Package 'pseudorank' reference manual

Title:	Pseudo-Ranks
Description:	Efficient calculation of pseudo-ranks and (pseudo)-rank based test statistics. In case of equal sample sizes, pseudo-ranks and mid-ranks are equal. When used for inference mid-ranks may lead to paradoxical results. Pseudo-ranks are in general not affected by such a problem.
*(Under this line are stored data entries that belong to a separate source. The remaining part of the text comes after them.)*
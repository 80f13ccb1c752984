//! Condition risk scoring
//!
//! Static per-condition rule tables, the hybrid rule/model scorer and the
//! seam for injecting a learned model.

pub mod risk;
pub mod rules;
pub mod model;
pub mod scorer;

pub use model::{LinearModelScorer, ModelScorer};
pub use risk::{Condition, DetectionMethod, RiskAssessment, RiskLevel};
pub use scorer::RiskScorer;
See Happ et al. (2020, <doi:10.18637/jss.v095.c01>) for details.
Authors:	Martin Happ [aut, cre] , Georg Zimmermann [aut], Arne C. Bathke [aut], Edgar Brunner [aut]
Maintainer:	Martin Happ <[email protected]>
License:	GPL-3
Version:	1.0.4
Built:	2025-02-21 05:23:10 UTC
Source:	https://github.com/happma/pseudorank

Pseudo-Ranks

Description

This packge provides functions to calculate pseudo-ranks. Rank based test statistics (e.g. Kruskal-Wallis test) may lead to paradoxical results as the weighted relative effects (based on ranks) depend on the sample sizes (Brunner, 2018). Pseudo-ranks do not have these problems.

Author(s)

Maintainer: Martin Happ <[email protected]>

References

Brunner, E., Konietschke, F., Bathke, A. C., & Pauly, M. (2018). Ranks and Pseudo-Ranks-Paradoxical Results of Rank Tests. arXiv preprint arXiv:1802.05650.

Brunner, E., Bathke, A.C., and Konietschke, F. (2018a). Rank- and Pseudo-Rank Procedures for Independent Observations in Factorial Designs - Using R and SAS. Springer Series in Statistics, Springer, Heidelberg. ISBN: 978-3-030-02912-8.

Happ M, Zimmermann G, Brunner E, Bathke AC (2020). Pseudo-Ranks: How to Calculate Them Efficiently in R. Journal of Statistical Software, Code Snippets, *95*(1), 1-22. doi: 10.18637/jss.v095.c01 (URL:https://doi.org/10.18637/jss.v095.c01).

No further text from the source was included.